Когда Жан Майар вышел из убогой юдоли, он выглядел странно: трудно представить себе озабоченного сатира. Совершенно серьезным тоном, какой обычно был ему не свойственен, он сказал приору:
— Приор, не сочтите за шутку, но этот человек и впрямь не от мира сего. Я видел, что он там делал… это переходит границы естества — ведь здешних больных можно сравнить разве что с разлагающимися трупами. Я врач, да и сам прокаженный, и то не могу пересилить себя и прикасаюсь к ним только кончиками пальцев в перчатках, при этом отвернув голову в сторону. А этот даже не вздрогнул…
— И с ними он тоже?..
— Да, мой приор. Он и с ними обнимался, прижимался к ним так же пылко и самозабвенно, как раньше к другим прокаженным.
Томас д'Орфей был ошеломлен. Казалось, дар речи покинул его — он никак не мог найти слова, чтобы выразить всю меру своего восхищения. Наконец, сделав над собой усилие, он выговорил тихим голосом:
— На какую же смелость, на какое великодушие подвигает Бог своих избранников! Я потрясен… устыжен, уничтожен!
— Я тоже, — признался врач.
— Все люди братья, не правда ли? — раздался за их спинами приглушенный голос странника.
Друзья вздрогнули от неожиданности. От этого голоса, почти лишенного интонации, мороз продирал по коже.
Обойдя все лачуги, Святой присел отдохнуть перед дальнейшей дорогой. Сидел он неподвижно, сложив руки на груди.
Врач с приором направились было к нему, но их внимание отвлек порыв ветра, неожиданно налетевший сзади. Они невольно повернулись, чтобы подставить потные лица упругой струе воздуха, и тут заметили перемену в пейзаже, открывающемся с высот Больной Горы: пыльная завеса, еще недавно покрывавшая равнину, слегка переместилась, сквозь разрыв пробилось солнце, на какое-то время высветив то, что творилось внизу.
Как они и предполагали, на дорогах царило необычайное оживление.
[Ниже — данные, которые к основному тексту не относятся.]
//! Assistant orchestration and the chat transcript.
//!
//! The assistant turns a question into exactly one assistant message. Agent
//! failures never reach the transcript as errors; they become the configured
//! fallback text.

use tracing::{info, instrument, warn};

use contentflow_shared::{AssistantConfig, ChatMessage, ContentItem, MessageId, MessageKind};

use crate::agent::{OpenRouterClient, system_prompt};
use crate::context::catalog_context;

// ---------------------------------------------------------------------------
// Assistant
// ---------------------------------------------------------------------------

/// Answers questions about a catalog through the remote agent.
#[derive(Debug, Clone)]
pub struct Assistant {
    client: OpenRouterClient,
    config: AssistantConfig,
}

impl Assistant {
    pub fn new(client: OpenRouterClient, config: AssistantConfig) -> Self {
        Self { client, config }
    }

    /// Opening message for a new transcript.
    pub fn greeting(&self) -> ChatMessage {
        ChatMessage::assistant(&self.config.greeting)
    }

    /// Placeholder shown while a reply is in flight.
    pub fn pending(&self) -> ChatMessage {
        ChatMessage::pending(&self.config.pending_message)
    }

    /// Ask the agent about `question`, with the whole catalog as context.
    #[instrument(skip_all, fields(question_len = question.len(), catalog = catalog.len()))]
    pub async fn reply(&self, question: &str, catalog: &[ContentItem]) -> ChatMessage {
        let system = system_prompt(&self.config.name, &catalog_context(catalog));

        match self.client.complete(&system, question).await {
            Ok(Some(text)) => {
                info!(len = text.len(), "assistant replied");
                ChatMessage::assistant(text)
            }
            Ok(None) => {
                warn!("agent returned no content");
                ChatMessage::assistant(&self.config.empty_reply_message)
            }
            Err(e) => {
                warn!(error = %e, "agent request failed, using fallback message");
                ChatMessage::assistant(&self.config.fallback_message)
            }
        }
    }
}

// ---------------------------------------------------------------------------
// Transcript
// ---------------------------------------------------------------------------

/// Ordered list of messages.
///
/// Pending placeholders are tracked by message id, so replies to overlapping
/// requests settle the right placeholder regardless of arrival order.
#[derive(Debug, Clone, Default)]
pub struct Transcript {
    messages: Vec<ChatMessage>,
}

impl Transcript {
    /// Start a transcript with the assistant's greeting.
    pub fn new(greeting: ChatMessage) -> Self {
        Self {
            messages: vec![greeting],
        }
    }

    pub fn push(&mut self, message: ChatMessage) {
        self.messages.push(message);
    }

    /// Append a pending placeholder and return its id.
    pub fn begin_pending(&mut self, placeholder: ChatMessage) -> MessageId {
        let id = placeholder.id;
        self.messages.push(placeholder);
        id
    }

    /// Remove the pending placeholder `id` and append `reply`.
    pub fn settle(&mut self, id: MessageId, reply: ChatMessage) {
        let before = self.messages.len();
        self.messages
            .retain(|m| !(m.id == id && m.kind == MessageKind::Pending));
        if self.messages.len() == before {
            warn!(%id, "no pending message with this id");
        }
        self.messages.push(reply);
    }

    pub fn messages(&self) -> &[ChatMessage] {
        &self.messages
    }
}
Брат Роз, обладавший весьма зоркими глазами, смог даже описать, как выглядят повозки, всадники и пешие. Насколько он мог разобрать, все они двигались в одну сторону — из города.
— Это похоже на какой-то исход или паническое бегство, — задумчиво сказал Жан Майар, — Понятно, сейчас война, но чтобы такое… Странно все это.
Ветер то налетал, то затихал ненадолго. Вдохнув полной грудью новую струю воздуха, приор вдруг встрепенулся и не без тревоги глянул на своего друга. Тот озадаченно вынюхивал что-то в воздухе.